We can survive for weeks without food but roughly three to four days without water.
Human civilizations all over the world sprang up around water while oceans kept many of those civilizations apart. Virtually all of the world’s cities can be traced through the centuries to the banks of a river or shoreline, including the City of New Braunfels. Human technology advanced by developing ways to store and transport water and harness it to cut lumber, drive locomotives, and even electrify our communities. In this modern day, many of our most popular vacations involve relaxing and revitalizing near water such as a trip to the beach or canoeing along a river or maybe zipping down (or is it up?) the Master Blaster at Schlitterbahn.
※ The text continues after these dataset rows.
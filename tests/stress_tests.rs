//! Stress tests that push the heap through large operation counts
//!
//! These tests perform many operations in various patterns across several
//! arities to catch edge cases in the index bookkeeping under load.

use indexed_dheap::{Element, IndexedDHeap};

const ARITIES: [usize; 5] = [2, 3, 4, 8, 16];

/// Test massive numbers of inserts and pops
fn test_massive_operations(arity: usize) {
    let mut heap = IndexedDHeap::new(arity).unwrap();

    for i in 0..5000 {
        heap.push(i, i).unwrap();
    }
    assert_eq!(heap.len(), 5000);
    heap.check_invariants().unwrap();

    for i in 0..5000 {
        assert_eq!(heap.pop_min().map(Element::into_parts), Some((i, i)));
    }
    assert!(heap.is_empty());
}

/// Test many increase_priority operations
fn test_many_increases(arity: usize) {
    let mut heap = IndexedDHeap::new(arity).unwrap();

    for i in 0..1000 {
        heap.push(i, 100_000 + i).unwrap();
    }

    // Walk backwards so every call moves an element past earlier ones
    for i in (0..1000).rev() {
        heap.increase_priority(&i, i).unwrap();
    }
    heap.check_invariants().unwrap();

    for i in 0..1000 {
        assert_eq!(heap.pop_min().map(Element::into_parts), Some((i, i)));
    }
}

/// Test many decrease_priority operations on the current root
fn test_root_sinking(arity: usize) {
    let mut heap = IndexedDHeap::new(arity).unwrap();
    for i in 0..500 {
        heap.push(i, i).unwrap();
    }

    // Repeatedly push the minimum to the back of the line
    for round in 0..500 {
        let root = heap.peek_min().map(|e| e.identity).unwrap();
        heap.decrease_priority(&root, 1_000 + round).unwrap();
    }
    heap.check_invariants().unwrap();

    let order: Vec<i32> = heap.into_sorted_vec().into_iter().map(|e| e.identity).collect();
    let expected: Vec<i32> = (0..500).collect();
    assert_eq!(order, expected);
}

/// Test alternating insert and pop
fn test_alternating_ops(arity: usize) {
    let mut heap = IndexedDHeap::new(arity).unwrap();

    for i in 0..1000 {
        heap.push(2 * i, i * 7 % 101).unwrap();
        heap.push(2 * i + 1, i * 13 % 97).unwrap();
        assert!(heap.pop_min().is_some());
    }
    assert_eq!(heap.len(), 1000);
    heap.check_invariants().unwrap();

    let mut last = i32::MIN;
    while let Some(element) = heap.pop_min() {
        assert!(element.cost >= last);
        last = element.cost;
    }
}

/// Reinserting identities after they were popped must work indefinitely
fn test_identity_reuse(arity: usize) {
    let mut heap = IndexedDHeap::new(arity).unwrap();

    for round in 0..50 {
        for id in 0..64u32 {
            heap.push(id, (id * 31 + round) % 64).unwrap();
        }
        for id in (0..64u32).step_by(3) {
            heap.update_priority(&id, 0).unwrap();
        }
        heap.check_invariants().unwrap();
        let drained = heap.pop_many(64);
        assert_eq!(drained.len(), 64);
        assert!(heap.is_empty());
    }
}

/// Many elements sharing a cost
fn test_all_equal_costs(arity: usize) {
    let mut heap = IndexedDHeap::new(arity).unwrap();
    for id in 0..300 {
        heap.push(id, 7).unwrap();
    }
    heap.check_invariants().unwrap();

    let mut seen = vec![false; 300];
    while let Some(element) = heap.pop_min() {
        assert_eq!(element.cost, 7);
        assert!(!seen[element.identity]);
        seen[element.identity] = true;
        heap.check_invariants().unwrap();
    }
    assert!(seen.iter().all(|&s| s));
}

#[test]
fn test_massive_operations_all_arities() {
    for arity in ARITIES {
        test_massive_operations(arity);
    }
}

#[test]
fn test_many_increases_all_arities() {
    for arity in ARITIES {
        test_many_increases(arity);
    }
}

#[test]
fn test_root_sinking_all_arities() {
    for arity in ARITIES {
        test_root_sinking(arity);
    }
}

#[test]
fn test_alternating_ops_all_arities() {
    for arity in ARITIES {
        test_alternating_ops(arity);
    }
}

#[test]
fn test_identity_reuse_all_arities() {
    for arity in ARITIES {
        test_identity_reuse(arity);
    }
}

#[test]
fn test_all_equal_costs_all_arities() {
    for arity in ARITIES {
        test_all_equal_costs(arity);
    }
}
impl<K, P, S> IndexedDHeap<K, P, S>
where
    K: Hash + Eq + Clone,
    P: Ord,
    S: BuildHasher,
{
    /// Creates an empty heap whose index map uses `hasher`
    ///
    /// # Errors
    /// Returns [`HeapError::InvalidArity`] if `arity < 2`.
    pub fn with_capacity_and_hasher(
        arity: usize,
        capacity: usize,
        hasher: S,
    ) -> Result<Self, HeapError> {
        if arity < MIN_ARITY {
            return Err(HeapError::InvalidArity);
        }
        Ok(IndexedDHeap {
            items: Vec::with_capacity(capacity),
            index_of: HashMap::with_capacity_and_hasher(capacity, hasher),
            arity,
        })
    }

    /// Returns the branching factor fixed at construction
    #[inline]
    pub fn arity(&self) -> usize {
        self.arity
    }

    /// Returns the number of elements in the heap
    #[inline]
    pub fn len(&self) -> usize {
        self.items.len()
    }

    /// Returns true if the heap holds no elements
    #[inline]
    pub fn is_empty(&self) -> bool {
        self.items.is_empty()
    }

    /// Inserts an element
    ///
    /// # Errors
    /// Returns [`HeapError::DuplicateIdentity`] if an element with the same
    /// identity is already present. The heap is left untouched.
    pub fn insert(&mut self, element: Element<K, P>) -> Result<(), HeapError> {
        if self.index_of.contains_key(&element.identity) {
            return Err(HeapError::DuplicateIdentity);
        }

        let index = self.items.len();
        self.index_of.insert(element.identity.clone(), index);
        self.items.push(element);
        self.sift_up(index);
        Ok(())
    }

    /// Shorthand for `insert(Element::new(identity, cost))`
    pub fn push(&mut self, identity: K, cost: P) -> Result<(), HeapError> {
        self.insert(Element::new(identity, cost))
    }

    /// Returns the minimum-cost element without removing it
    #[inline]
    pub fn peek_min(&self) -> Option<&Element<K, P>> {
        self.items.first()
    }

    /// Removes and returns the minimum-cost element, or `None` if empty
    pub fn pop_min(&mut self) -> Option<Element<K, P>> {
        if self.items.is_empty() {
            return None;
        }

        // swap_remove moves the last element into slot 0
        let popped = self.items.swap_remove(0);
        self.index_of.remove(&popped.identity);

        if !self.items.is_empty() {
            self.record_index(0);
            self.sift_down(0);
        }

        Some(popped)
    }

    /// Returns true if an element with this identity is in the heap
    #[inline]
    pub fn contains<Q>(&self, identity: &Q) -> bool
    where
        K: Borrow<Q>,
        Q: Hash + Eq + ?Sized,
    {
        self.index_of.contains_key(identity)
    }

    /// Returns the current storage slot of an element
    ///
    /// Slot 0 is the root. Positions shift as the heap is modified.
    #[inline]
    pub fn position<Q>(&self, identity: &Q) -> Option<usize>
    where
        K: Borrow<Q>,
        Q: Hash + Eq + ?Sized,
    {
        self.index_of.get(identity).copied()
    }

    /// Returns the live element with this identity
    pub fn get<Q>(&self, identity: &Q) -> Option<&Element<K, P>>
    where
        K: Borrow<Q>,
        Q: Hash + Eq + ?Sized,
    {
        self.index_of.get(identity).map(|&index| &self.items[index])
    }

    /// Returns the current cost of the element with this identity
    pub fn cost_of<Q>(&self, identity: &Q) -> Option<&P>
    where
        K: Borrow<Q>,
        Q: Hash + Eq + ?Sized,
    {
        self.get(identity).map(|element| &element.cost)
    }

    /// Lowers an element's cost, moving it toward the root
    ///
    /// Lower cost means higher priority, so this is the classic `decrease_key`.
    ///
    /// # Errors
    /// - [`HeapError::NotFound`] if no element has this identity
    /// - [`HeapError::InvalidTransition`] if `new_cost` is not strictly less
    ///   than the current cost
    pub fn increase_priority<Q>(&mut self, identity: &Q, new_cost: P) -> Result<(), HeapError>
    where
        K: Borrow<Q>,
        Q: Hash + Eq + ?Sized,
    {
        let index = self.slot_of(identity)?;
        self.increase_priority_at(index, new_cost)
    }

    /// Raises an element's cost, moving it toward the leaves
    ///
    /// # Errors
    /// - [`HeapError::NotFound`] if no element has this identity
    /// - [`HeapError::InvalidTransition`] if `new_cost` is not strictly greater
    ///   than the current cost
    pub fn decrease_priority<Q>(&mut self, identity: &Q, new_cost: P) -> Result<(), HeapError>
    where
        K: Borrow<Q>,
        Q: Hash + Eq + ?Sized,
    {
        let index = self.slot_of(identity)?;
        self.decrease_priority_at(index, new_cost)
    }

    /// Sets an element's cost, repairing in whichever direction is needed
    ///
    /// An unchanged cost is accepted and leaves the heap as is.
    ///
    /// # Errors
    /// Returns [`HeapError::NotFound`] if no element has this identity.
    pub fn update_priority<Q>(&mut self, identity: &Q, new_cost: P) -> Result<(), HeapError>
    where
        K: Borrow<Q>,
        Q: Hash + Eq + ?Sized,
    {
        let index = self.slot_of(identity)?;
        self.update_priority_at(index, new_cost)
    }

    /// Lowers the cost of the element at storage slot `index`
    ///
    /// Slots are the positions reported by [`position`](Self::position) and
    /// [`iter`](Self::iter). They shift whenever the heap is mutated.
    ///
    /// # Errors
    /// - [`HeapError::IndexOutOfBounds`] if `index >= len()`
    /// - [`HeapError::InvalidTransition`] if `new_cost` is not strictly less
    ///   than the current cost
    pub fn increase_priority_at(&mut self, index: usize, new_cost: P) -> Result<(), HeapError> {
        let current = &self.items.get(index).ok_or(HeapError::IndexOutOfBounds)?.cost;
        if new_cost >= *current {
            return Err(HeapError::InvalidTransition);
        }

        self.items[index].cost = new_cost;
        self.sift_up(index);
        Ok(())
    }

    /// Raises the cost of the element at storage slot `index`
    ///
    /// # Errors
    /// - [`HeapError::IndexOutOfBounds`] if `index >= len()`
    /// - [`HeapError::InvalidTransition`] if `new_cost` is not strictly greater
    ///   than the current cost
    pub fn decrease_priority_at(&mut self, index: usize, new_cost: P) -> Result<(), HeapError> {
        let current = &self.items.get(index).ok_or(HeapError::IndexOutOfBounds)?.cost;
        if new_cost <= *current {
            return Err(HeapError::InvalidTransition);
        }

        self.items[index].cost = new_cost;
        self.sift_down(index);
        Ok(())
    }

    /// Sets the cost of the element at storage slot `index`
    ///
    /// # Errors
    /// Returns [`HeapError::IndexOutOfBounds`] if `index >= len()`.
    pub fn update_priority_at(&mut self, index: usize, new_cost: P) -> Result<(), HeapError> {
        let current = &self.items.get(index).ok_or(HeapError::IndexOutOfBounds)?.cost;
        match new_cost.cmp(current) {
            Ordering::Less => {
                self.items[index].cost = new_cost;
                self.sift_up(index);
            }
            Ordering::Greater => {
                self.items[index].cost = new_cost;
                self.sift_down(index);
            }
            Ordering::Equal => {}
        }
        Ok(())
    }

    /// Inserts a batch of elements, restoring heap order with one bottom-up pass
    ///
    /// Runs in O(n + m) rather than O(m log_d (n + m)) for m separate inserts.
    ///
    /// # Errors
    /// Returns [`HeapError::DuplicateIdentity`] if any identity is already in
    /// the heap or appears twice in the batch. Nothing is inserted in that case.
    pub fn insert_many<I>(&mut self, elements: I) -> Result<(), HeapError>
    where
        I: IntoIterator<Item = Element<K, P>>,
    {
        let elements: Vec<Element<K, P>> = elements.into_iter().collect();
        if elements.is_empty() {
            return Ok(());
        }

        {
            let mut seen: FxHashSet<&K> = FxHashSet::default();
            for element in &elements {
                if self.index_of.contains_key(&element.identity) || !seen.insert(&element.identity)
                {
                    return Err(HeapError::DuplicateIdentity);
                }
            }
        }

        self.items.reserve(elements.len());
        self.index_of.reserve(elements.len());
        for element in elements {
            self.index_of
                .insert(element.identity.clone(), self.items.len());
            self.items.push(element);
        }

        self.heapify();
        Ok(())
    }

    /// Pops up to `count` elements in ascending cost order
    pub fn pop_many(&mut self, count: usize) -> Vec<Element<K, P>> {
        let count = count.min(self.items.len());
        let mut popped = Vec::with_capacity(count);
        for _ in 0..count {
            if let Some(element) = self.pop_min() {
                popped.push(element);
            }
        }
        popped
    }

    /// Removes every element; the arity is kept
    pub fn clear(&mut self) {
        self.items.clear();
        self.index_of.clear();
    }

    /// Iterates over the elements in storage order
    ///
    /// Only the first element is guaranteed to be the minimum.
    pub fn iter(&self) -> std::slice::Iter<'_, Element<K, P>> {
        self.items.iter()
    }

    /// Consumes the heap, returning its elements by ascending cost
    pub fn into_sorted_vec(mut self) -> Vec<Element<K, P>> {
        let len = self.items.len();
        self.pop_many(len)
    }

    /// Checks heap order, index consistency and density
    ///
    /// Returns a description of the first violation found. O(n).
    pub fn check_invariants(&self) -> Result<(), String> {
        if self.index_of.len() != self.items.len() {
            return Err(format!(
                "index map holds {} entries for {} items",
                self.index_of.len(),
                self.items.len()
            ));
        }

        for (index, element) in self.items.iter().enumerate() {
            match self.index_of.get(&element.identity) {
                Some(&recorded) if recorded == index => {}
                Some(&recorded) => {
                    return Err(format!("item at slot {index} is indexed at slot {recorded}"));
                }
                None => return Err(format!("item at slot {index} is missing from the index")),
            }

            if index > 0 {
                let parent = self.parent(index);
                if self.items[parent].cost > element.cost {
                    return Err(format!(
                        "heap order violated between parent {parent} and child {index}"
                    ));
                }
            }
        }

        Ok(())
    }

    #[inline]
    fn parent(&self, index: usize) -> usize {
        (index - 1) / self.arity
    }

    fn slot_of<Q>(&self, identity: &Q) -> Result<usize, HeapError>
    where
        K: Borrow<Q>,
        Q: Hash + Eq + ?Sized,
    {
        self.index_of
            .get(identity)
            .copied()
            .ok_or(HeapError::NotFound)
    }

    /// Rewrites the index entry for whatever element now sits at `index`
    #[inline]
    fn record_index(&mut self, index: usize) {
        if let Some(slot) = self.index_of.get_mut(&self.items[index].identity) {
            *slot = index;
        }
    }

    fn swap(&mut self, a: usize, b: usize) {
        self.items.swap(a, b);
        self.record_index(a);
        self.record_index(b);
    }

    /// Returns the slot of the cheapest child, preferring the leftmost on ties
    fn min_child(&self, index: usize) -> Option<usize> {
        let len = self.items.len();
        let first = index.saturating_mul(self.arity).saturating_add(1);
        if first >= len {
            return None;
        }
        let end = first.saturating_add(self.arity).min(len);

        let mut smallest = first;
        for child in (first + 1)..end {
            if self.items[child].cost < self.items[smallest].cost {
                smallest = child;
            }
        }
        Some(smallest)
    }

    /// Move element at index up to maintain heap property
    fn sift_up(&mut self, mut index: usize) {
        while index > 0 {
            let parent = self.parent(index);
            if self.items[index].cost < self.items[parent].cost {
                self.swap(index, parent);
                index = parent;
            } else {
                break;
            }
        }
    }

    /// Move element at index down to maintain heap property
    fn sift_down(&mut self, mut index: usize) {
        while let Some(child) = self.min_child(index) {
            if self.items[child].cost < self.items[index].cost {
                self.swap(index, child);
                index = child;
            } else {
                break;
            }
        }
    }

    /// Floyd's bottom-up construction over the whole storage
    fn heapify(&mut self) {
        let len = self.items.len();
        if len < 2 {
            return;
        }
        let last_internal = (len - 2) / self.arity;
        for index in (0..=last_internal).rev() {
            self.sift_down(index);
        }
    }
}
When times aren’t as calm and the weather takes a turn for the worse, it’s often floods and waves and rain that deal the greatest damage to property and lives, leaving changed communities in their wake. In a way, you can think of water as a lead character in the story of humanity whose latest chapters we are writing today.
The central mission for Headwaters at the Comal is to highlight this relationship between all of us and the natural environment – and water in particular – that surrounds us. Buried below this facility, archaeologists have found extensive evidence of past generations living in this same place, still grounded in this timeless connection of water, nature, and humanity. From October 2018 to April 2019 archaeologists conducted excavations at Headwaters at the Comal to explore and learn from this site. During these excavations, archaeologists were able to peer back through the centuries and millennia to time, when residents of what would eventually become New Braunfels – thousands of years before the first blocks of the Great Pyramids were being laid – peered down into those same Comal Springs that flow today and saw their own reflections set against a world that is very different than what we see today. They had their own thoughts and fears; spoke in their own language; and probably told their own jokes, in a manner that would be pretty alien to us now. Nonetheless, there is little doubt that, like many of you, they loved this very same place that they called home.
Throughout the excavation, visitors were invited to watch while archaeologists worked. A series of YouTube Live Updates, which can be found here, was created to share the story with those unable to visit in person. And if you plan to visit in the future, be confident that there will be so much more to come as the site progresses. This is a truly special site that New Braunfelsers, Texans, and everyone else can feel very proud of.